Al atardecer aún flotaba la calima, aunque al llegar a la vega, al corazón verde de las choperas, algo parecido al aire fresco se percibía en el aire. La tarde del domingo no quise perder la costumbre, y con mi madre, tranquilos, nos echamos al campo. Había algo distinto. Ni un coche, ni una moto, ni un nene con su bicicleta por los caminos. Apenas se oía nada más allá del ladrido de algún perro, del suave rumor de las hojas al moverse. El campo está hermoso, exuberante después de un invierno generoso en lluvia, y como siempre hacemos, precavidos, llevamos una bolsa de plástico porque siempre hay frutas que robar. En nuestro paseo hasta el arroyo, cada vez más enclenque, hay manzanos, higueras, perales, ciruelos, y ya alfombran la tierra con sus ristras enormes las sandías y melones, que salpican con sus cabecillas los sembrados.

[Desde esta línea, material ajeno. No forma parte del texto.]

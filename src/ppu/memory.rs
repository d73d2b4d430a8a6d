// PPU memory access - VRAM, palette, and the CHR window into the cartridge

use super::constants::NAMETABLE_SIZE;
use super::Ppu;
use crate::cartridge::Mirroring;

impl Ppu {
    /// Mirror a nametable address onto physical VRAM
    ///
    /// The address space allows 4 nametables ($2000-$2FFF) but the console
    /// only carries 2KB; the cartridge-reported mirroring mode decides how
    /// logical tables fold onto physical memory. Four-screen boards address
    /// all 4KB of the backing array.
    ///
    /// # Arguments
    ///
    /// * `addr` - Nametable address ($2000-$2FFF)
    ///
    /// # Returns
    ///
    /// Physical VRAM index
    pub(crate) fn mirror_nametable_addr(&self, addr: u16) -> usize {
        // Normalize address to 0-0xFFF range (remove $2000 base)
        let addr = (addr & 0x0FFF) as usize;

        let table = addr / NAMETABLE_SIZE;
        let offset = addr % NAMETABLE_SIZE;

        let mirrored_table = match self.mirroring {
            Mirroring::Horizontal => {
                // 0->0, 1->0, 2->1, 3->1 ($2000=$2400, $2800=$2C00)
                table >> 1
            }
            Mirroring::Vertical => {
                // 0->0, 1->1, 2->0, 3->1 ($2000=$2800, $2400=$2C00)
                table & 0x01
            }
            Mirroring::SingleScreenA => 0,
            Mirroring::SingleScreenB => 1,
            Mirroring::FourScreen => table,
        };

        mirrored_table * NAMETABLE_SIZE + offset
    }

    /// Mirror a palette address onto the 32-byte palette RAM
    ///
    /// $3F10, $3F14, $3F18, $3F1C alias $3F00, $3F04, $3F08, $3F0C: sprite
    /// palette entry 0 is really the shared background color.
    pub(crate) fn mirror_palette_addr(&self, addr: u16) -> usize {
        // Palette RAM is at $3F00-$3F1F, mirrored every 32 bytes
        let addr = (addr & 0x001F) as usize;

        if addr >= 16 && addr % 4 == 0 {
            addr - 16
        } else {
            addr
        }
    }

    /// Read from PPU memory (pattern tables, nametables, palette)
    ///
    /// This is the internal read path used by PPUDATA and by the rendering
    /// pipeline's fetches.
    ///
    /// # Arguments
    ///
    /// * `addr` - PPU memory address ($0000-$3FFF)
    pub(crate) fn read_ppu_memory(&self, addr: u16) -> u8 {
        let addr = addr & 0x3FFF; // Mirror to 14-bit address space

        match addr {
            // Pattern tables: $0000-$1FFF, served by the cartridge
            0x0000..=0x1FFF => {
                if let Some(ref mapper) = self.mapper {
                    mapper.borrow().ppu_read(addr)
                } else {
                    0
                }
            }

            // Nametables: $2000-$2FFF
            0x2000..=0x2FFF => {
                let mirrored_addr = self.mirror_nametable_addr(addr);
                self.vram[mirrored_addr]
            }

            // Nametable mirrors: $3000-$3EFF -> $2000-$2EFF
            0x3000..=0x3EFF => {
                let mirrored_addr = self.mirror_nametable_addr(addr - 0x1000);
                self.vram[mirrored_addr]
            }

            // Palette RAM: $3F00-$3FFF
            0x3F00..=0x3FFF => {
                let mirrored_addr = self.mirror_palette_addr(addr);
                self.palette_ram[mirrored_addr]
            }

            _ => unreachable!(),
        }
    }

    /// Write to PPU memory (pattern tables, nametables, palette)
    ///
    /// Pattern-table writes reach the cartridge; boards without CHR-RAM
    /// ignore them.
    pub(crate) fn write_ppu_memory(&mut self, addr: u16, data: u8) {
        let addr = addr & 0x3FFF; // Mirror to 14-bit address space

        match addr {
            0x0000..=0x1FFF => {
                if let Some(ref mapper) = self.mapper {
                    mapper.borrow_mut().ppu_write(addr, data);
                }
            }

            0x2000..=0x2FFF => {
                let mirrored_addr = self.mirror_nametable_addr(addr);
                self.vram[mirrored_addr] = data;
            }

            0x3000..=0x3EFF => {
                let mirrored_addr = self.mirror_nametable_addr(addr - 0x1000);
                self.vram[mirrored_addr] = data;
            }

            0x3F00..=0x3FFF => {
                let mirrored_addr = self.mirror_palette_addr(addr);
                self.palette_ram[mirrored_addr] = data;
            }

            _ => unreachable!(),
        }
    }

    /// Resolve a 5-bit frame palette index to a master palette color (0-63)
    ///
    /// Index 0 and the sprite-palette aliases fall through to the universal
    /// background color.
    pub(crate) fn palette_color(&self, index: u8) -> u8 {
        let mut idx = (index & 0x1F) as usize;
        if idx >= 16 && idx % 4 == 0 {
            idx -= 16;
        }
        self.palette_ram[idx] & 0x3F
    }
}
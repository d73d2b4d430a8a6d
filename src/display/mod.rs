// Display module - frame output consumed by the host presentation layer

pub mod framebuffer;
pub mod palette;

pub use framebuffer::{FrameBuffer, SCREEN_HEIGHT, SCREEN_SIZE, SCREEN_WIDTH};
pub use palette::{palette_to_rgb, palette_to_rgba, NES_PALETTE};
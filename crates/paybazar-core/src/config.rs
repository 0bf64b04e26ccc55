//! Panel configuration.
//!
//! Configuration comes from a TOML file; the API base URL can also be
//! supplied or overridden through the environment, which is how deploys
//! point a build at a different backend without editing the file.

use std::path::{Path, PathBuf};

use serde::{Deserialize, Serialize};

/// Environment variable overriding the API base URL.
pub const ENV_API_BASE_URL: &str = "PAYBAZAAR_API_BASE_URL";

/// Panel configuration.
#[derive(Debug, Clone, Serialize, Deserialize)]
pub struct PanelConfig {
    /// Base URL prefix for every outbound request.
    pub api_base_url: String,

    /// Path of the persisted session file.
    #[serde(default = "default_session_file")]
    pub session_file: PathBuf,
}

impl PanelConfig {
    /// Loads configuration, preferring the environment override.
    ///
    /// Reads `path` when it exists, then applies [`ENV_API_BASE_URL`] on
    /// top. With no file at all, the environment variable alone is
    /// enough.
    ///
    /// # Errors
    ///
    /// Returns an error when the file cannot be read or parsed, or when
    /// no source provides an API base URL.
    pub fn load(path: &Path) -> Result<Self, ConfigError> {
        let mut config = if path.exists() {
            Self::from_file(path)?
        } else {
            Self {
                api_base_url: String::new(),
                session_file: default_session_file(),
            }
        };

        if let Ok(base_url) = std::env::var(ENV_API_BASE_URL) {
            if !base_url.trim().is_empty() {
                config.api_base_url = base_url;
            }
        }

        if config.api_base_url.trim().is_empty() {
            return Err(ConfigError::MissingBaseUrl);
        }

        Ok(config)
    }

    /// Loads configuration from a TOML file.
    ///
    /// # Errors
    ///
    /// Returns an error if the file cannot be read or parsed.
    pub fn from_file(path: &Path) -> Result<Self, ConfigError> {
        let content = std::fs::read_to_string(path).map_err(ConfigError::Io)?;
        Self::from_toml(&content)
    }

    /// Parses configuration from a TOML string.
    ///
    /// # Errors
    ///
    /// Returns an error if the TOML is invalid.
    pub fn from_toml(content: &str) -> Result<Self, ConfigError> {
        toml::from_str(content).map_err(ConfigError::Parse)
    }
}

fn default_session_file() -> PathBuf {
    // ${XDG_RUNTIME_DIR}/paybazar/session.json, falling back to /tmp.
    std::env::var("XDG_RUNTIME_DIR").map_or_else(
        |_| PathBuf::from("/tmp/paybazar/session.json"),
        |runtime_dir| {
            PathBuf::from(runtime_dir)
                .join("paybazar")
                .join("session.json")
        },
    )
}

/// Configuration error.
#[derive(Debug, thiserror::Error)]
pub enum ConfigError {
    /// I/O error reading the configuration file.
    #[error("failed to read configuration file: {0}")]
    Io(#[from] std::io::Error),

    /// TOML parsing error.
    #[error("failed to parse configuration: {0}")]
    Parse(#[from] toml::de::Error),

    /// No source provided an API base URL.
    #[error(
        "no API base URL configured: set api_base_url in the config file or {ENV_API_BASE_URL}"
    )]
    MissingBaseUrl,
}
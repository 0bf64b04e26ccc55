//! API collaborator error types.

use thiserror::Error;

/// Fallback message when the remote gives no usable one.
pub const GENERIC_FAILURE: &str = "Please try again later.";

/// Errors from the outbound API collaborator.
#[derive(Debug, Error)]
pub enum ApiError {
    /// The request never completed (connect failure, timeout).
    #[error("transport error: {message}")]
    Transport {
        /// Underlying transport failure.
        message: String,
    },

    /// The remote answered with a non-success HTTP status.
    #[error("http {status}: {message}")]
    Http {
        /// HTTP status code.
        status: u16,
        /// Response body, when readable.
        message: String,
    },

    /// The remote answered 2xx but reported a non-success status field.
    #[error("remote failure: {message}")]
    Remote {
        /// Remote-provided failure message.
        message: String,
    },

    /// The response body could not be decoded.
    #[error("response decode error: {message}")]
    Decode {
        /// Why decoding failed.
        message: String,
    },

    /// The client was constructed with an unusable value.
    #[error("invalid input: {field}: {reason}")]
    InvalidInput {
        /// Which input was rejected.
        field: &'static str,
        /// Why it was rejected.
        reason: String,
    },
}

impl ApiError {
    /// Returns the message to surface to the user.
    ///
    /// Remote-provided messages pass through; transport and decode
    /// failures fall back to the generic message, with details going to
    /// the log rather than the user.
    #[must_use]
    pub fn user_message(&self) -> String {
        match self {
            Self::Remote { message } | Self::Http { message, .. } if !message.trim().is_empty() => {
                message.clone()
            },
            _ => GENERIC_FAILURE.to_string(),
        }
    }
}
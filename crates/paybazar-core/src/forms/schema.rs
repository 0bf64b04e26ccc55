//! Declarative form schemas and validation.
//!
//! A schema lists fields; a field lists rules in the order they apply.
//! Validation is pure: the same values always produce the same mapping,
//! and the first violated rule per field wins. An empty mapping means the
//! values are submittable.

use std::collections::BTreeMap;

use super::constraint::Constraint;

/// Field name → error message for every invalid field.
///
/// At most one message per field. Ordering is deterministic (by field
/// name) so error surfacing is stable.
pub type ValidationErrors = BTreeMap<&'static str, &'static str>;

/// Options accepted by the login role field.
const ROLE_OPTIONS: &[&str] = &["master", "distributor"];

/// A rule: one constraint with the message shown when it fails.
#[derive(Debug, Clone, Copy)]
pub struct Rule {
    /// The constraint to apply.
    pub constraint: Constraint,
    /// Message surfaced when the constraint fails.
    pub message: &'static str,
}

/// One field of a form schema.
#[derive(Debug, Clone)]
pub struct FieldSchema {
    name: &'static str,
    rules: Vec<Rule>,
}

impl FieldSchema {
    /// Creates a field with no rules.
    #[must_use]
    pub fn new(name: &'static str) -> Self {
        Self {
            name,
            rules: Vec::new(),
        }
    }

    /// Appends a rule. Rules apply in the order they were added.
    #[must_use]
    pub fn rule(mut self, constraint: Constraint, message: &'static str) -> Self {
        self.rules.push(Rule {
            constraint,
            message,
        });
        self
    }

    /// Returns the field name.
    #[must_use]
    pub const fn name(&self) -> &'static str {
        self.name
    }

    /// Returns the message of the first violated rule, if any.
    #[must_use]
    pub fn first_violation(&self, value: &str) -> Option<&'static str> {
        self.rules
            .iter()
            .find(|rule| !rule.constraint.is_satisfied(value))
            .map(|rule| rule.message)
    }
}

/// User-entered values, keyed by field name.
///
/// A missing field validates as an empty string, which is how a field the
/// user never touched fails its first constraint.
#[derive(Debug, Clone, Default, PartialEq, Eq)]
pub struct FormValues {
    values: BTreeMap<&'static str, String>,
}

impl FormValues {
    /// Creates an empty value set.
    #[must_use]
    pub fn new() -> Self {
        Self::default()
    }

    /// Sets a field value, replacing any previous one.
    pub fn set(&mut self, field: &'static str, value: impl Into<String>) {
        self.values.insert(field, value.into());
    }

    /// Returns a field value, or `""` when unset.
    #[must_use]
    pub fn get(&self, field: &str) -> &str {
        self.values.get(field).map_or("", String::as_str)
    }

    /// Returns `true` when no field has been set.
    #[must_use]
    pub fn is_empty(&self) -> bool {
        self.values.is_empty()
    }

    /// Discards every value.
    pub fn reset(&mut self) {
        self.values.clear();
    }
}

impl FromIterator<(&'static str, String)> for FormValues {
    fn from_iter<I: IntoIterator<Item = (&'static str, String)>>(iter: I) -> Self {
        Self {
            values: iter.into_iter().collect(),
        }
    }
}

/// A declarative form schema.
#[derive(Debug, Clone)]
pub struct FormSchema {
    name: &'static str,
    fields: Vec<FieldSchema>,
}

impl FormSchema {
    /// Creates a schema from its fields.
    #[must_use]
    pub fn new(name: &'static str, fields: Vec<FieldSchema>) -> Self {
        Self { name, fields }
    }

    /// Returns the schema name.
    #[must_use]
    pub const fn name(&self) -> &'static str {
        self.name
    }

    /// Returns the declared fields.
    #[must_use]
    pub fn fields(&self) -> &[FieldSchema] {
        &self.fields
    }

    /// Validates `values` against the schema.
    ///
    /// Deterministic and pure: rules apply per field in declaration
    /// order, the first failure per field wins, and the result is a
    /// field → message mapping. Empty mapping ⇒ submittable.
    #[must_use]
    pub fn validate(&self, values: &FormValues) -> ValidationErrors {
        let mut errors = ValidationErrors::new();
        for field in &self.fields {
            if let Some(message) = field.first_violation(values.get(field.name)) {
                errors.insert(field.name, message);
            }
        }
        errors
    }

    /// Login form: email, password, role.
    #[must_use]
    pub fn login() -> Self {
        Self::new(
            "login",
            vec![
                FieldSchema::new("email").rule(Constraint::Email, "Invalid email address"),
                FieldSchema::new("password").rule(
                    Constraint::MinLength(6),
                    "Password must be at least 6 characters",
                ),
                FieldSchema::new("role")
                    .rule(Constraint::Required, "Please select a role")
                    .rule(Constraint::OneOf(ROLE_OPTIONS), "Please select a role"),
            ],
        )
    }

    /// Create-distributor form: name, email, password, international
    /// phone.
    #[must_use]
    pub fn create_distributor() -> Self {
        Self::new(
            "create-distributor",
            vec![
                Self::name_field(),
                Self::email_field(),
                Self::password_field(),
                FieldSchema::new("phone")
                    .rule(Constraint::PhoneInternational, "Invalid phone number"),
            ],
        )
    }

    /// Create-retailer form: name, email, password, 10-digit local phone,
    /// address.
    #[must_use]
    pub fn create_retailer() -> Self {
        Self::new(
            "create-retailer",
            vec![
                Self::name_field(),
                Self::email_field(),
                Self::password_field(),
                FieldSchema::new("phone").rule(
                    Constraint::PhoneLocal,
                    "Enter a valid 10-digit phone number",
                ),
                FieldSchema::new("address").rule(
                    Constraint::MinLength(5),
                    "Address must be at least 5 characters",
                ),
            ],
        )
    }

    /// Fund-request form: positive amount plus required bank details.
    #[must_use]
    pub fn fund_request() -> Self {
        Self::new(
            "fund-request",
            vec![
                FieldSchema::new("amount")
                    .rule(Constraint::Required, "Amount is required")
                    .rule(
                        Constraint::PositiveAmount,
                        "Amount must be greater than zero",
                    ),
                FieldSchema::new("bank_name").rule(Constraint::Required, "Bank name is required"),
                FieldSchema::new("account_number")
                    .rule(Constraint::Required, "Account number is required"),
                FieldSchema::new("ifsc_code").rule(Constraint::Required, "IFSC code is required"),
                FieldSchema::new("bank_branch")
                    .rule(Constraint::Required, "Bank branch is required"),
                FieldSchema::new("utr_number")
                    .rule(Constraint::Required, "UTR number is required"),
                FieldSchema::new("remarks").rule(Constraint::Required, "Remarks are required"),
            ],
        )
    }

    fn name_field() -> FieldSchema {
        FieldSchema::new("name")
            .rule(
                Constraint::MinLength(2),
                "Name must be at least 2 characters",
            )
            .rule(
                Constraint::MaxLength(100),
                "Name must be at most 100 characters",
            )
    }

    fn email_field() -> FieldSchema {
        FieldSchema::new("email")
            .rule(Constraint::Email, "Invalid email address")
            .rule(
                Constraint::MaxLength(255),
                "Email must be at most 255 characters",
            )
    }

    fn password_field() -> FieldSchema {
        FieldSchema::new("password")
            .rule(
                Constraint::MinLength(6),
                "Password must be at least 6 characters",
            )
            .rule(
                Constraint::MaxLength(100),
                "Password must be at most 100 characters",
            )
    }
}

El pueblo, a lo lejos, permanecía en un silencio cargado de mensajes. ¿Qué ocurría con La Roja? De vuelta del paseo, anocheciendo, aún no se había oído ni un cohete, ni una trompeta de esas que te hacen saltar los tímpanos, ni un claxon, ni una voz. Malo. Al llegar a la altura de las primeras casas, un vecino que tomaba el fresco en su terraza nos dio el parte, cero a cero. Lo demás, ya lo saben. El glorioso gol de Andrés Iniesta, el paroxismo de un país en trance, las calles vibrantes de un orgullo colectivo, las bellas lágrimas de Íker Casillas, el beso a su chica, Sara Carbonero, que no pudo seguir con la entrevista, las declaraciones envaradas de doña Sofía, las desatadas de Letizia, la gloria histórica de ser la mejor selección de fútbol del mundo. En un día así, aunque no estés ante la pantalla, es imposible no enterarte de nada. Ah, las brevas, riquísimas.